E&N (T)rail Time

The last week of August, I took three days and rode my bike from Victoria to Courtenay. It was a marvelous trip, and I got to see and stay in some wonderful towns along the way: Cowichan Bay, Duncan, Chemainus, Ladysmith, Nanaimo, Parksville, Qualicum Beach, Fanny Bay, Union Bay and Courtenay.

Active rail line has not seen a train since 2011

I also got to see a good portion of the old E&N railway line, as that line also passes through all the little towns I visited (with the exception of Cowichan Bay). It doesn’t take a trained surveyor to see that most of the railbed is in really poor condition. In many places the ties are rotting out, and you can pull spikes out of them with your bare hands. Running a train on the thing is going to take huge investments to basically rebuild the rail bed (and many of the trestles) from scratch, and the economics don’t work: revenues from freight and passenger service couldn’t even cover the operating costs of the line before it was shut down, let alone support a huge capital re-investment.

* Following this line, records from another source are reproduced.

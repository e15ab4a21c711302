// ABOUTME: Desired and observed state of an SSH credential resource.
// ABOUTME: Builds the remote payload; secret fields stay wrapped in SecretString.

use crate::error::{ResourceError, Result};
use crate::id::CredentialId;
use crate::schema::{CredentialScope, DEFAULT_DESCRIPTION, DEFAULT_DOMAIN};
use jenkins_client::{PrivateKeySource, SshCredentials, format_folder_name};
use secrecy::{ExposeSecret, SecretString};

/// State of one `jenkins_credential_ssh` resource.
///
/// `id` is `None` while the resource is absent. `private_key` and
/// `passphrase` always hold the caller's desired values; nothing read from
/// Jenkins is ever written into them.
#[derive(Debug, Clone)]
pub struct SshCredentialRecord {
    pub id: Option<CredentialId>,
    pub name: String,
    pub domain: String,
    pub folder: String,
    pub scope: CredentialScope,
    pub description: String,
    pub username: String,
    pub private_key: SecretString,
    pub passphrase: Option<SecretString>,
}

impl Default for SshCredentialRecord {
    fn default() -> Self {
        Self {
            id: None,
            name: String::new(),
            domain: DEFAULT_DOMAIN.to_string(),
            folder: String::new(),
            scope: CredentialScope::default(),
            description: DEFAULT_DESCRIPTION.to_string(),
            username: String::new(),
            private_key: SecretString::from(String::new()),
            passphrase: None,
        }
    }
}

impl SshCredentialRecord {
    /// A record with the required fields set and every optional field at
    /// its schema default.
    pub fn new(
        name: impl Into<String>,
        username: impl Into<String>,
        private_key: impl Into<String>,
    ) -> Self {
        Self {
            name: name.into(),
            username: username.into(),
            private_key: SecretString::from(private_key.into()),
            ..Default::default()
        }
    }

    pub fn with_domain(mut self, domain: impl Into<String>) -> Self {
        self.domain = domain.into();
        self
    }

    pub fn with_folder(mut self, folder: impl Into<String>) -> Self {
        self.folder = folder.into();
        self
    }

    pub fn with_scope(mut self, scope: CredentialScope) -> Self {
        self.scope = scope;
        self
    }

    pub fn with_description(mut self, description: impl Into<String>) -> Self {
        self.description = description.into();
        self
    }

    /// Set the key passphrase. An empty passphrase means none.
    pub fn with_passphrase(mut self, passphrase: impl Into<String>) -> Self {
        let passphrase = passphrase.into();
        self.passphrase = if passphrase.is_empty() {
            None
        } else {
            Some(SecretString::from(passphrase))
        };
        self
    }

    /// The identifier this record's identity fields compose to.
    pub fn compose_id(&self) -> CredentialId {
        CredentialId::new(self.folder.as_str(), self.domain.as_str(), self.name.as_str())
    }

    /// The folder in the path form the credentials API expects.
    pub fn jenkins_folder(&self) -> String {
        format_folder_name(&self.folder)
    }

    /// Check the desired configuration before any remote call.
    ///
    /// # Errors
    /// Returns `ResourceError::Validation` naming the first offending field.
    pub fn validate(&self) -> Result<()> {
        if self.name.is_empty() {
            return Err(ResourceError::validation("name is required"));
        }
        if self.name.contains('/') {
            return Err(ResourceError::validation(format!(
                "name '{}' must not contain '/'",
                self.name
            )));
        }
        if self.domain.is_empty() || self.domain.contains('/') {
            return Err(ResourceError::validation(format!(
                "domain '{}' must be a single non-empty segment",
                self.domain
            )));
        }
        if self.username.is_empty() {
            return Err(ResourceError::validation("username is required"));
        }
        if self.private_key.expose_secret().is_empty() {
            return Err(ResourceError::validation("privatekey is required"));
        }
        Ok(())
    }

    /// Build the full remote payload from the desired state.
    ///
    /// The passphrase is attached only when set, so an unset passphrase is
    /// absent from the payload rather than sent as an empty value.
    pub fn to_payload(&self) -> SshCredentials {
        let mut payload = SshCredentials::new(
            self.name.as_str(),
            self.scope.as_str(),
            self.username.as_str(),
            PrivateKeySource::DirectEntry(self.private_key.clone()),
        );
        payload.description = self.description.clone();
        payload.passphrase = self
            .passphrase
            .as_ref()
            .filter(|p| !p.expose_secret().is_empty())
            .cloned();
        payload
    }
}

#[cfg(test)]
mod tests {
    use super::*;

    #[test]
    fn test_new_uses_schema_defaults() {
        let record = SshCredentialRecord::new("deploy-key", "git", "KEY");
        assert!(record.id.is_none());
        assert_eq!(record.domain, "_");
        assert_eq!(record.folder, "");
        assert_eq!(record.scope, CredentialScope::Global);
        assert_eq!(record.description, "Managed by Terraform");
        assert!(record.passphrase.is_none());
    }

    #[test]
    fn test_empty_passphrase_is_none() {
        let record = SshCredentialRecord::new("k", "git", "KEY").with_passphrase("");
        assert!(record.passphrase.is_none());

        let record = record.with_passphrase("pw");
        assert_eq!(record.passphrase.unwrap().expose_secret(), "pw");
    }

    #[test]
    fn test_compose_id() {
        let record = SshCredentialRecord::new("k", "git", "KEY").with_folder("teamA");
        assert_eq!(record.compose_id().to_string(), "teamA/_/k");
    }

    #[test]
    fn test_jenkins_folder() {
        let record = SshCredentialRecord::new("k", "git", "KEY").with_folder("teamA/infra");
        assert_eq!(record.jenkins_folder(), "job/teamA/job/infra");
        assert_eq!(SshCredentialRecord::new("k", "git", "KEY").jenkins_folder(), "");
    }

    #[test]
    fn test_validate_accepts_minimal_record() {
        assert!(SshCredentialRecord::new("k", "git", "KEY").validate().is_ok());
    }

    #[test]
    fn test_validate_rejects_missing_fields() {
        let cases = [
            (SshCredentialRecord::new("", "git", "KEY"), "name is required"),
            (SshCredentialRecord::new("a/b", "git", "KEY"), "must not contain '/'"),
            (SshCredentialRecord::new("k", "", "KEY"), "username is required"),
            (SshCredentialRecord::new("k", "git", ""), "privatekey is required"),
            (
                SshCredentialRecord::new("k", "git", "KEY").with_domain(""),
                "domain ''",
            ),
        ];
        for (record, expected) in cases {
            let err = record.validate().unwrap_err();
            assert!(matches!(err, ResourceError::Validation(_)));
            assert!(err.to_string().contains(expected), "{err}");
        }
    }

    #[test]
    fn test_payload_carries_desired_fields() {
        let record = SshCredentialRecord::new("deploy-key", "git", "KEY")
            .with_scope(CredentialScope::System)
            .with_description("deploys");
        let payload = record.to_payload();

        assert_eq!(payload.id, "deploy-key");
        assert_eq!(payload.scope, "SYSTEM");
        assert_eq!(payload.description, "deploys");
        assert_eq!(payload.username, "git");
        let PrivateKeySource::DirectEntry(key) = &payload.private_key_source;
        assert_eq!(key.expose_secret(), "KEY");
    }

    #[test]
    fn test_payload_passphrase_only_when_set() {
        let without = SshCredentialRecord::new("k", "git", "KEY").to_payload();
        assert!(without.passphrase.is_none());

        let with = SshCredentialRecord::new("k", "git", "KEY")
            .with_passphrase("pw")
            .to_payload();
        assert_eq!(with.passphrase.unwrap().expose_secret(), "pw");
    }

    #[test]
    fn test_payload_drops_empty_passphrase_set_directly() {
        let mut record = SshCredentialRecord::new("k", "git", "KEY");
        record.passphrase = Some(SecretString::from(String::new()));
        assert!(record.to_payload().passphrase.is_none());
    }

    #[test]
    fn test_debug_redacts_secrets() {
        let record =
            SshCredentialRecord::new("k", "git", "TOP-SECRET-KEY").with_passphrase("pw-123");
        let debug = format!("{:?}", record);
        assert!(!debug.contains("TOP-SECRET-KEY"));
        assert!(!debug.contains("pw-123"));
    }
}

Cast bronze totem in Duncan

What to do with this invaluable right-of-way, an unobstructed ribbon of land running from Victoria to Courtenay (and beyond to Port Alberni)?

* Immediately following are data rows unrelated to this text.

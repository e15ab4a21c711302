// ABOUTME: Composite credential identifiers of the form [folder/]domain/name.
// ABOUTME: Composition is deterministic; parsing is positional on '/'.

use crate::error::{ResourceError, Result};
use std::fmt;
use std::str::FromStr;

const IMPORT_FORMAT_HINT: &str = "import ID was improperly formatted. Imports need to be in the format \"[<folder>/]<domain>/<name>\"";

/// Render an identifier. An empty folder omits the leading segment.
pub fn compose(folder: &str, domain: &str, name: &str) -> String {
    let folder = folder.trim_matches('/');
    if folder.is_empty() {
        format!("{domain}/{name}")
    } else {
        format!("{folder}/{domain}/{name}")
    }
}

/// The durable handle of a credential resource.
///
/// Folder paths that contain `/` are accepted, but the parse is positional:
/// only the last two segments are taken as domain and name, and everything
/// before them becomes the folder.
#[derive(Debug, Clone, PartialEq, Eq, Hash)]
pub struct CredentialId {
    folder: String,
    domain: String,
    name: String,
}

impl CredentialId {
    pub fn new(
        folder: impl Into<String>,
        domain: impl Into<String>,
        name: impl Into<String>,
    ) -> Self {
        Self {
            folder: folder.into().trim_matches('/').to_string(),
            domain: domain.into(),
            name: name.into(),
        }
    }

    /// Parse `[<folder>/]<domain>/<name>`.
    ///
    /// # Errors
    /// Returns `ResourceError::Format` if there are fewer than two segments or
    /// the domain or name segment is empty.
    pub fn parse(raw: &str) -> Result<Self> {
        let segments: Vec<&str> = raw.split('/').collect();
        if segments.len() < 2 {
            return Err(ResourceError::Format(IMPORT_FORMAT_HINT.to_string()));
        }

        let name = segments[segments.len() - 1];
        let domain = segments[segments.len() - 2];
        if name.is_empty() || domain.is_empty() {
            return Err(ResourceError::Format(IMPORT_FORMAT_HINT.to_string()));
        }

        let folder = segments[..segments.len() - 2].join("/");
        Ok(Self::new(folder, domain, name))
    }

    pub fn folder(&self) -> &str {
        &self.folder
    }

    pub fn domain(&self) -> &str {
        &self.domain
    }

    pub fn name(&self) -> &str {
        &self.name
    }
}

impl fmt::Display for CredentialId {
    fn fmt(&self, f: &mut fmt::Formatter<'_>) -> fmt::Result {
        f.write_str(&compose(&self.folder, &self.domain, &self.name))
    }
}

impl FromStr for CredentialId {
    type Err = ResourceError;

    fn from_str(s: &str) -> Result<Self> {
        Self::parse(s)
    }
}

#[cfg(test)]
mod tests {
    use super::*;

    #[test]
    fn test_compose_without_folder() {
        assert_eq!(compose("", "domain", "name"), "domain/name");
    }

    #[test]
    fn test_compose_with_folder() {
        assert_eq!(compose("teamA", "_", "my-key"), "teamA/_/my-key");
        assert_eq!(compose("/teamA/", "_", "my-key"), "teamA/_/my-key");
    }

    #[test]
    fn test_parse_three_segments() {
        let id = CredentialId::parse("teamA/_/my-key").unwrap();
        assert_eq!(id.folder(), "teamA");
        assert_eq!(id.domain(), "_");
        assert_eq!(id.name(), "my-key");
        assert_eq!(id.to_string(), "teamA/_/my-key");
    }

    #[test]
    fn test_parse_two_segments_has_no_folder() {
        let id = CredentialId::parse("_/my-key").unwrap();
        assert_eq!(id.folder(), "");
        assert_eq!(id.domain(), "_");
        assert_eq!(id.name(), "my-key");
        assert_eq!(id.to_string(), "_/my-key");
    }

    #[test]
    fn test_parse_nested_folder() {
        let id: CredentialId = "teamA/infra/deploy/my-key".parse().unwrap();
        assert_eq!(id.folder(), "teamA/infra");
        assert_eq!(id.domain(), "deploy");
        assert_eq!(id.name(), "my-key");
    }

    #[test]
    fn test_parse_trims_folder_slashes() {
        let id = CredentialId::parse("/teamA//_/my-key").unwrap();
        assert_eq!(id.folder(), "teamA");
        assert_eq!(id.to_string(), "teamA/_/my-key");
    }

    #[test]
    fn test_parse_single_segment_fails() {
        let err = CredentialId::parse("my-key").unwrap_err();
        assert!(matches!(err, ResourceError::Format(_)));
        assert!(err.to_string().contains("[<folder>/]<domain>/<name>"));
    }

    #[test]
    fn test_parse_empty_segments_fail() {
        assert!(CredentialId::parse("").is_err());
        assert!(CredentialId::parse("_/").is_err());
        assert!(CredentialId::parse("/my-key").is_err());
    }

    #[test]
    fn test_round_trip_without_slash_in_folder() {
        let cases = [
            ("", "_", "my-key"),
            ("teamA", "_", "my-key"),
            ("teamA", "deploy", "github"),
            ("", "internal", "key.with.dots"),
        ];
        for (folder, domain, name) in cases {
            let id = CredentialId::parse(&compose(folder, domain, name)).unwrap();
            assert_eq!(
                (id.folder(), id.domain(), id.name()),
                (folder, domain, name),
                "round trip of {folder:?}/{domain:?}/{name:?}"
            );
        }
    }
}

May I (and others) suggest a rail trail?

My breakfast destination in Ladysmith

Right now this chunk of land is returning nothing to the province economically. It’s actually a net drain, as municipalities spend money maintaining unused level crossings and the Island Corridor Foundation (ICF) spends federal and provincial grants to cut brush and replace the occasional tie on the never-again-to-be-used line.

Nanaimo waterfront promenade

Unlike the current ghost railway, a recreational trail would pay for itself almost immediately.

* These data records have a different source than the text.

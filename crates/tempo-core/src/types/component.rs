//! Model component identifiers.
//!
//! Components partition the model data into independently trackable units.
//! Tasks declare which components they read and write, and the scheduler
//! derives data dependencies from those declarations. The identifiers are
//! opaque equatable tokens; the scheduler never inspects component content.

use std::fmt;

use serde::{Deserialize, Serialize};

/// Identifies one component of the model data.
#[derive(
    Clone, Copy, Debug, PartialEq, Eq, Hash, PartialOrd, Ord, Serialize, Deserialize,
)]
#[allow(clippy::upper_case_acronyms)]
pub enum ComponentId {
    /// The RDF data graph under validation.
    DataGraph,
    /// The SHACL shapes graph.
    SHACLShapesGraph,
    /// The most recent validation report.
    ValidationReport,
    /// File and stream input/output state.
    IO,
    /// User interface state.
    UI,
}

impl fmt::Display for ComponentId {
    fn fmt(&self, f: &mut fmt::Formatter<'_>) -> fmt::Result {
        let name = match self {
            ComponentId::DataGraph => "DataGraph",
            ComponentId::SHACLShapesGraph => "SHACLShapesGraph",
            ComponentId::ValidationReport => "ValidationReport",
            ComponentId::IO => "IO",
            ComponentId::UI => "UI",
        };
        write!(f, "{}", name)
    }
}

If a Vancouver Island Rail Trail can generate even $3M in net new economic benefit for the province, it warrants a at least $50M investment to generate an ongoing 6% return. We spend more money for less return routinely (see the Mackenzie Interchange above).

No traffic on the line in Qualicum

And that’s just the tourism benefit.

Electric bikes are coming, and coming fast. A paved, continuous trail will provide another transportation alternative that is currently unavailable. Take it from me, I rode from Nanaimo to Parksville on the roaring busy highway 19 through Nanoose: it’s a terrible experience, nobody wants to do that. Cruising a paved rail trail on a quietly whirring electic bike though, that would be something else again.

Right now the E&N line is not a transportation alternative. Nor is it a tourist destination. Nor is it a railway. It’s time to put that land back to work.